The Marine Corps’ Long Range Fires program office has acquired the Navy Marine Expeditionary Ship Interdiction System (NMESIS), a ground-based anti-ship missile able to support amphibious operations and land-to-sea attacks. Interestingly, the Navy and Marine Corps have been working with the Army to explore the use of Army land-based munitions as weapons able to attack ships at sea. A senior Army weapons developer told the National Interest that it does not matter if a target is over the ocean, “we can still fire at it and attack from land.” These kinds of efforts include using land-fired rockets and artillery to target and destroy maritime targets. NMESIS, which is a ground-fired Naval Strike Missile, is the first full application of its Ground-Based Anti-Ship Missile (GBASM) program.
“While the GBASM requirement can encompass multiple materiel solutions and systems under the GBASM requirement, NMESIS is the first system for the Marine Corps providing that ground-based, anti-ship missile capability,” Joe McPherson, the program manager for Long Range Fires at MCSC, said in a press statement.
The Marine Corps GBASM is supposed to be able to conduct a disaggregated, multi-domain mix of combat tactics and variables to include advanced maritime, air and land-based operations.
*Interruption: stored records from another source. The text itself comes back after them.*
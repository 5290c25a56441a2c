use crate::engine::loader::{read_image, LoadError};
use crate::model::LoadedModule;
use parking_lot::Mutex;
use std::collections::HashMap;
use std::path::{Path, PathBuf};
use std::sync::Arc;
use std::time::SystemTime;

/// Handle to a reloadable module, keyed by loader identity and the
/// artifact's path relative to its root.
#[derive(Debug, Clone, PartialEq, Eq, Hash)]
pub struct SwapHandle {
    loader: usize,
    rel_path: PathBuf,
}

/// The hot-swap registry: the mechanism that lets everything already holding
/// a loaded module see new artifact content without a new identity.
///
/// `reloadable` answers whether a handle exists for an artifact (it does
/// once the module has been loaded before); `fire` delivers a reload with a
/// version stamp to that handle.
pub trait SwapRegistry: Send + Sync {
    fn reloadable(&self, loader: usize, rel_path: &Path) -> Option<SwapHandle>;
    fn track(&self, loader: usize, module: &Arc<LoadedModule>);
    fn fire(&self, handle: &SwapHandle, version: SystemTime) -> Result<(), LoadError>;
}

/// In-process registry: firing re-reads the artifact and swaps the module's
/// image in place, stamped with the supplied version.
#[derive(Default)]
pub struct VersionSwapRegistry {
    entries: Mutex<HashMap<SwapHandle, Arc<LoadedModule>>>,
}

impl VersionSwapRegistry {
    pub fn new() -> Self {
        Self::default()
    }
}

impl SwapRegistry for VersionSwapRegistry {
    fn reloadable(&self, loader: usize, rel_path: &Path) -> Option<SwapHandle> {
        let handle = SwapHandle {
            loader,
            rel_path: rel_path.to_path_buf(),
        };
        self.entries.lock().contains_key(&handle).then_some(handle)
    }

    fn track(&self, loader: usize, module: &Arc<LoadedModule>) {
        let handle = SwapHandle {
            loader,
            rel_path: module.rel_path().to_path_buf(),
        };
        self.entries.lock().insert(handle, module.clone());
    }

    fn fire(&self, handle: &SwapHandle, version: SystemTime) -> Result<(), LoadError> {
        let Some(module) = self.entries.lock().get(handle).cloned() else {
            log::debug!("swap fired for untracked handle {:?}", handle);
            return Ok(());
        };
        let mut image = read_image(module.artifact_path())?;
        image.version = version;
        module.swap_image(image);
        log::info!("hot-swapped module '{}'", module.name());
        Ok(())
    }
}

#[cfg(test)]
mod tests {
    use super::*;
    use crate::model::{ModuleImage, ModuleManifest};
    use std::fs;

    #[test]
    fn test_reloadable_only_after_track() {
        let registry = VersionSwapRegistry::new();
        assert!(registry.reloadable(0, Path::new("a.module")).is_none());

        let module = Arc::new(LoadedModule::new(
            "a".to_string(),
            PathBuf::from("a.module"),
            PathBuf::from("/out/a.module"),
            ModuleImage {
                manifest: ModuleManifest::default(),
                version: SystemTime::UNIX_EPOCH,
            },
        ));
        registry.track(0, &module);
        assert!(registry.reloadable(0, Path::new("a.module")).is_some());
        // Another loader's identity does not collide.
        assert!(registry.reloadable(1, Path::new("a.module")).is_none());
    }

    #[test]
    fn test_fire_rereads_artifact_and_stamps_version() {
        let dir = tempfile::tempdir().unwrap();
        let artifact = dir.path().join("a.module");
        fs::write(&artifact, "{}").unwrap();

        let registry = VersionSwapRegistry::new();
        let module = Arc::new(LoadedModule::new(
            "a".to_string(),
            PathBuf::from("a.module"),
            artifact.clone(),
            read_image(&artifact).unwrap(),
        ));
        registry.track(7, &module);

        fs::write(&artifact, r#"{"entities": ["Widget"]}"#).unwrap();
        let handle = registry.reloadable(7, Path::new("a.module")).unwrap();
        let stamp = SystemTime::UNIX_EPOCH + std::time::Duration::from_secs(123);
        registry.fire(&handle, stamp).unwrap();

        assert_eq!(module.entities(), vec!["Widget".to_string()]);
        assert_eq!(module.image().version, stamp);
    }

    #[test]
    fn test_fire_propagates_malformed_artifact() {
        let dir = tempfile::tempdir().unwrap();
        let artifact = dir.path().join("a.module");
        fs::write(&artifact, "{}").unwrap();

        let registry = VersionSwapRegistry::new();
        let module = Arc::new(LoadedModule::new(
            "a".to_string(),
            PathBuf::from("a.module"),
            artifact.clone(),
            read_image(&artifact).unwrap(),
        ));
        registry.track(0, &module);

        fs::write(&artifact, "garbage").unwrap();
        let handle = registry.reloadable(0, Path::new("a.module")).unwrap();
        let err = registry.fire(&handle, SystemTime::now()).unwrap_err();
        assert!(matches!(err, LoadError::Manifest { .. }));
        // The previous image stays current.
        assert!(module.entities().is_empty());
    }
}
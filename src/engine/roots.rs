use crate::model::{
    module_name_from_rel, ChangeEvent, ChangeKind, ModuleName, ARTIFACT_EXT,
};
use crate::engine::loader::ModuleLoader;
use std::path::{Path, PathBuf};
use std::sync::Arc;

/// One watched compiled-output directory and the loader dedicated to it.
/// Loaders are per-root, not per-module, so module identity stays stable
/// across repeated reloads of the same root.
pub struct WatchedRoot {
    root: PathBuf,
    loader: Arc<ModuleLoader>,
}

impl WatchedRoot {
    pub fn root(&self) -> &Path {
        &self.root
    }

    pub fn loader(&self) -> &Arc<ModuleLoader> {
        &self.loader
    }
}

/// A freshly compiled module the classifier recognized. Starts its lifecycle
/// in the `New` state with the reload broker.
#[derive(Clone)]
pub struct PendingModule {
    pub name: ModuleName,
    pub root: Arc<WatchedRoot>,
    pub artifact: PathBuf,
}

/// Registry of watched roots. Built once at engine startup and immutable
/// afterwards, so the serving and reload paths can read it without locks.
pub struct RootRegistry {
    roots: Vec<Arc<WatchedRoot>>,
}

impl RootRegistry {
    pub fn new<I>(paths: I) -> Self
    where
        I: IntoIterator<Item = PathBuf>,
    {
        let roots = paths
            .into_iter()
            .enumerate()
            .map(|(id, root)| {
                Arc::new(WatchedRoot {
                    loader: Arc::new(ModuleLoader::new(id, root.clone())),
                    root,
                })
            })
            .collect();
        Self { roots }
    }

    pub fn roots(&self) -> &[Arc<WatchedRoot>] {
        &self.roots
    }

    /// Decide whether a filesystem event names a newly compiled module, and
    /// if so derive its dotted name from the path relative to the owning
    /// root.
    ///
    /// Only `Create` events for files with the artifact extension classify;
    /// modifications to known artifacts are the hot-swap registry's job once
    /// a module has been loaded. The owning root is the one whose path is
    /// the longest directory prefix of the event's parent, ties broken by
    /// registration order. An event matching no root is logged and ignored:
    /// watch configuration may be wider than the set of interesting roots.
    pub fn classify(&self, event: &ChangeEvent) -> Option<PendingModule> {
        if event.kind != ChangeKind::Create {
            return None;
        }
        if Path::new(&event.file_name).extension().and_then(|e| e.to_str()) != Some(ARTIFACT_EXT) {
            return None;
        }

        let mut best: Option<(&Arc<WatchedRoot>, usize)> = None;
        for root in &self.roots {
            if event.parent.starts_with(root.root()) {
                let depth = root.root().components().count();
                // Strictly greater keeps the first-registered root on ties.
                if best.map(|(_, d)| depth > d).unwrap_or(true) {
                    best = Some((root, depth));
                }
            }
        }
        let Some((root, _)) = best else {
            log::warn!(
                "artifact event under {} matches no watched root, ignoring",
                event.parent.display()
            );
            return None;
        };

        let rel = match event.parent.strip_prefix(root.root()) {
            Ok(rel) => rel.join(&event.file_name),
            Err(_) => return None,
        };
        let Some(name) = module_name_from_rel(&rel) else {
            log::debug!("ignoring artifact with empty relative path: {}", rel.display());
            return None;
        };

        Some(PendingModule {
            name,
            root: root.clone(),
            artifact: event.path(),
        })
    }
}

#[cfg(test)]
mod tests {
    use super::*;

    fn registry(paths: &[&str]) -> RootRegistry {
        RootRegistry::new(paths.iter().map(PathBuf::from))
    }

    fn create(parent: &str, file: &str) -> ChangeEvent {
        ChangeEvent::new(parent, file, ChangeKind::Create)
    }

    #[test]
    fn test_classify_derives_dotted_name() {
        let reg = registry(&["/out/classes"]);
        let pending = reg
            .classify(&create("/out/classes/com/x", "Foo.module"))
            .unwrap();
        assert_eq!(pending.name, "com.x.Foo");
        assert_eq!(
            pending.artifact,
            PathBuf::from("/out/classes/com/x/Foo.module")
        );
    }

    #[test]
    fn test_classify_ignores_modify_and_remove() {
        let reg = registry(&["/out/classes"]);
        for kind in [ChangeKind::Modify, ChangeKind::Remove] {
            let ev = ChangeEvent::new("/out/classes", "Foo.module", kind);
            assert!(reg.classify(&ev).is_none());
        }
    }

    #[test]
    fn test_classify_ignores_other_extensions() {
        let reg = registry(&["/out/classes"]);
        assert!(reg.classify(&create("/out/classes", "Foo.txt")).is_none());
        assert!(reg.classify(&create("/out/classes", "Foo")).is_none());
    }

    #[test]
    fn test_classify_ignores_unmatched_root() {
        let reg = registry(&["/out/classes"]);
        assert!(reg.classify(&create("/elsewhere", "Foo.module")).is_none());
    }

    #[test]
    fn test_classify_picks_longest_prefix() {
        let reg = registry(&["/out", "/out/classes"]);
        let pending = reg.classify(&create("/out/classes", "Foo.module")).unwrap();
        assert!(pending.root.root().ends_with("classes"));
        assert_eq!(pending.name, "Foo");
    }

    #[test]
    fn test_classify_tie_keeps_registration_order() {
        let reg = registry(&["/out/classes", "/out/classes"]);
        let pending = reg.classify(&create("/out/classes", "Foo.module")).unwrap();
        assert!(Arc::ptr_eq(&pending.root, &reg.roots()[0]));
    }

    #[test]
    fn test_classify_rejects_empty_relative_name() {
        let reg = registry(&["/out/classes"]);
        assert!(reg.classify(&create("/out/classes", ".module")).is_none());
    }
}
It even makes possible newer kinds of land-sea “island-hopping” amphibious attacks wherein Marines and even heavy weapons transport and transition quickly from sea to shore and back quickly.
“Everything our adversaries have designed over the last 20-30 years are intended to counter [the DOD’s] ships and aircraft,” McPherson said in the press statement. “The Marine Corps bringing a ground-based solution complicates [the adversary’s] ability to counter our anti-ship capabilities since ground-based launchers, as we’ve found in previous wars, are hard to find. This is what NMESIS brings to the fight—a launcher that is survivable inside the enemy’s weapons engagement zone.”
The NMESIS effort clearly seems to introduce advantages for amphibious warfare and may be transported by the Marine Corp’s now-in-development “island-hopping” Light Amphibious Warship (LAW). The LAW is a mobile, littoral, amphibious warfare-oriented attack and transport system for Marines and weapons systems, the kind of platform of particular value should there be a need to set up land-fired weapons on islands or coastal areas as part of a maritime operation.
Kris Osborn is the defense editor for the National Interest. Osborn previously served at the Pentagon as a Highly Qualified Expert with the Office of the Assistant Secretary of the Army—Acquisition, Logistics & Technology. Osborn has also worked as an anchor and on-air military specialist at national TV networks. He has appeared as a guest military expert on Fox News, MSNBC, The Military Channel, and The History Channel. He also has a Master's Degree in Comparative Literature from Columbia University.
This article first appeared in September 2021 and is being republished due to reader interest.
Image: U.S. Navy Flickr.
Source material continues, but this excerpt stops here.